▸ **WHAT YOU SHOULD DO**: In the data below, the answer is the run of lines from the line containing "pub fn list_csv_files(dir: &Path)" through the line containing "let entries = std::fs::read_dir(dir).map_err(|e|", both included; print it exactly and nothing else.

-- DATA RECORDS follows --

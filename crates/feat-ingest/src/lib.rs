//! Data ingestion utilities.
//!
//! This crate loads comma-separated files with a header row into Polars
//! DataFrames and discovers input files in a directory.
//!
//! # Example
//!
//! ```ignore
//! use std::path::Path;
//! use feat_ingest::{list_csv_files, read_csv_table};
//!
//! for path in list_csv_files(Path::new("input"))? {
//!     let df = read_csv_table(&path)?;
//!     println!("{}: {} rows", path.display(), df.height());
//! }
//! ```

mod csv;
mod discovery;
mod error;

// === Error Types ===
pub use error::{IngestError, Result};

// === CSV Reading ===
pub use csv::read_csv_table;

// === File Discovery ===
pub use discovery::{ensure_dir, file_stem, list_csv_files};
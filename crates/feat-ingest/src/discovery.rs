//! Input file discovery.

use std::path::{Path, PathBuf};

use tracing::info;

use crate::error::{IngestError, Result};

/// Lists all CSV files in a directory.
///
/// Returns files sorted by filename.
pub fn list_csv_files(dir: &Path) -> Result<Vec<PathBuf>> {
    if !dir.is_dir() {
        return Err(IngestError::DirectoryNotFound {
            path: dir.to_path_buf(),
        });
    }

    let mut files = Vec::new();

    let entries = std::fs::read_dir(dir).map_err(|e| IngestError::DirectoryRead {
        path: dir.to_path_buf(),
        source: e,
    })?;

    for entry_result in entries {
        let entry = entry_result.map_err(|e| IngestError::DirectoryRead {
            path: dir.to_path_buf(),
            source: e,
        })?;

        let path = entry.path();

        // Skip directories
        if !path.is_file() {
            continue;
        }

        // Check for .csv extension (case-insensitive)
        let is_csv = path
            .extension()
            .and_then(|ext| ext.to_str())
            .is_some_and(|ext| ext.eq_ignore_ascii_case("csv"));

        if is_csv {
            files.push(path);
        }
    }

    files.sort_by(|a, b| a.file_name().cmp(&b.file_name()));

    Ok(files)
}

/// Creates `dir` (and parents) if it does not exist.
///
/// Returns `true` when the directory was created by this call.
pub fn ensure_dir(dir: &Path) -> Result<bool> {
    if dir.is_dir() {
        return Ok(false);
    }
    std::fs::create_dir_all(dir).map_err(|e| IngestError::DirectoryCreate {
        path: dir.to_path_buf(),
        source: e,
    })?;
    info!(path = %dir.display(), "created directory");
    Ok(true)
}

/// File name without its extension, used as the base for output names.
pub fn file_stem(path: &Path) -> String {
    path.file_stem()
        .and_then(|stem| stem.to_str())
        .unwrap_or("output")
        .to_string()
}

#[cfg(test)]
mod tests {
    use super::*;
    use tempfile::TempDir;

    fn create_test_dir() -> TempDir {
        let dir = TempDir::new().unwrap();

        for name in &["sales.csv", "customers.CSV", "notes.txt"] {
            let path = dir.path().join(name);
            std::fs::write(&path, "header\ndata").unwrap();
        }
        std::fs::create_dir(dir.path().join("nested.csv")).unwrap();

        dir
    }

    #[test]
    fn test_list_csv_files() {
        let dir = create_test_dir();
        let files = list_csv_files(dir.path()).unwrap();

        assert_eq!(files.len(), 2);
        assert_eq!(files[0].file_name().unwrap(), "customers.CSV");
        assert_eq!(files[1].file_name().unwrap(), "sales.csv");
    }

    #[test]
    fn test_list_csv_files_empty_dir() {
        let dir = TempDir::new().unwrap();
        let files = list_csv_files(dir.path()).unwrap();
        assert!(files.is_empty());
    }

    #[test]
    fn test_list_csv_files_not_a_directory() {
        let dir = TempDir::new().unwrap();
        let file_path = dir.path().join("test.csv");
        std::fs::write(&file_path, "data").unwrap();

        let result = list_csv_files(&file_path);
        assert!(matches!(result, Err(IngestError::DirectoryNotFound { .. })));
    }

    #[test]
    fn test_ensure_dir() {
        let dir = TempDir::new().unwrap();
        let target = dir.path().join("a").join("b");
        assert!(ensure_dir(&target).unwrap());
        assert!(target.is_dir());
        assert!(!ensure_dir(&target).unwrap());
    }

    #[test]
    fn test_file_stem() {
        assert_eq!(file_stem(Path::new("input/sample_data.csv")), "sample_data");
    }
}
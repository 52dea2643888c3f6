//! Ordered stage execution.
//!
//! # Standard pipeline order
//!
//! 1. **ComputedColumns** - arithmetic features from numeric columns
//! 2. **CategoricalEncoding** - ordinal, one-hot and frequency encodings
//! 3. **RangeBinning** - fixed and data-driven bins
//! 4. **TemporalFeatures** - calendar and relative-time features
//! 5. **AnomalyFlags** - Z-score and IQR outlier flags
//!
//! Every stage consumes the full output of its predecessor.

use feat_model::{StageKind, StageReport};
use polars::prelude::DataFrame;
use tracing::{info, info_span};

use crate::error::Result;
use crate::stage::{Stage, StageContext, StageOutput};
use crate::stages::stage_for;

/// Final table plus one report per executed stage.
#[derive(Debug, Clone)]
pub struct PipelineOutput {
    pub data: DataFrame,
    pub reports: Vec<StageReport>,
}

impl PipelineOutput {
    /// Total number of columns appended by all stages.
    pub fn columns_added(&self) -> usize {
        self.reports.iter().map(StageReport::columns_added).sum()
    }

    pub fn report(&self, stage: StageKind) -> Option<&StageReport> {
        self.reports.iter().find(|r| r.stage == stage)
    }
}

/// An ordered sequence of stages.
pub struct FeaturePipeline {
    stages: Vec<Box<dyn Stage>>,
}

impl Default for FeaturePipeline {
    /// The five stages in their standard order.
    fn default() -> Self {
        StageKind::ALL
            .into_iter()
            .fold(Self::new(), |pipeline, kind| pipeline.add_stage(stage_for(kind)))
    }
}

impl FeaturePipeline {
    /// Create an empty pipeline.
    pub fn new() -> Self {
        Self { stages: Vec::new() }
    }

    /// Add a stage to the end of the pipeline.
    pub fn add_stage(mut self, stage: Box<dyn Stage>) -> Self {
        self.stages.push(stage);
        self
    }

    /// Stage kinds in execution order.
    pub fn stage_kinds(&self) -> Vec<StageKind> {
        self.stages.iter().map(|s| s.kind()).collect()
    }

    /// Run every stage in order.
    pub fn run(&self, df: DataFrame, ctx: &StageContext<'_>) -> Result<PipelineOutput> {
        self.run_with(df, ctx, |_| Ok(()))
    }

    /// Run every stage in order, handing each stage's output to `on_stage`
    /// before the next stage starts.
    ///
    /// # Errors
    ///
    /// Stops at the first stage or callback error.
    pub fn run_with<F>(
        &self,
        df: DataFrame,
        ctx: &StageContext<'_>,
        mut on_stage: F,
    ) -> Result<PipelineOutput>
    where
        F: FnMut(&mut StageOutput) -> Result<()>,
    {
        let mut data = df;
        let mut reports = Vec::with_capacity(self.stages.len());

        for stage in &self.stages {
            let kind = stage.kind();
            let span = info_span!("stage", number = kind.number(), name = kind.slug());
            let _guard = span.enter();

            let mut output = stage.apply(&data, ctx)?;
            info!(
                rows = output.report.rows,
                columns_before = output.report.columns_before,
                columns_after = output.report.columns_after,
                added = output.report.columns_added(),
                "{} complete",
                kind.display_name()
            );
            on_stage(&mut output)?;

            data = output.data;
            reports.push(output.report);
        }

        Ok(PipelineOutput { data, reports })
    }
}

#[cfg(test)]
mod tests {
    use super::*;
    use crate::stages::ComputedColumns;
    use polars::prelude::Column;

    #[test]
    fn test_default_order() {
        assert_eq!(FeaturePipeline::default().stage_kinds(), StageKind::ALL.to_vec());
    }

    #[test]
    fn test_callback_sees_every_stage() {
        let df = DataFrame::new(vec![Column::new("age".into(), vec![30i64, 45])]).unwrap();
        let mut seen = Vec::new();

        let output = FeaturePipeline::default()
            .run_with(df, &StageContext::system(), |out| {
                seen.push(out.report.stage);
                Ok(())
            })
            .unwrap();

        assert_eq!(seen, StageKind::ALL.to_vec());
        assert_eq!(output.reports.len(), 5);
        assert_eq!(output.data.height(), 2);
        assert!(output.data.column("age_squared").is_ok());
        assert!(output.data.column("age_group").is_ok());
    }

    #[test]
    fn test_custom_pipeline() {
        let df = DataFrame::new(vec![Column::new("age".into(), vec![3i64])]).unwrap();
        let pipeline = FeaturePipeline::new().add_stage(Box::new(ComputedColumns));

        let output = pipeline.run(df, &StageContext::system()).unwrap();

        assert_eq!(output.columns_added(), 1);
        assert!(output.report(StageKind::Anomaly).is_none());
    }
}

-- DATA RECORDS concluded --

▸ **OUTPUT FOR THIS EXERCISE**:
pub fn list_csv_files(dir: &Path) -> Result<Vec<PathBuf>> {
    if !dir.is_dir() {
        return Err(IngestError::DirectoryNotFound {
            path: dir.to_path_buf(),
        });
    }

    let mut files = Vec::new();

    let entries = std::fs::read_dir(dir).map_err(|e| IngestError::DirectoryRead {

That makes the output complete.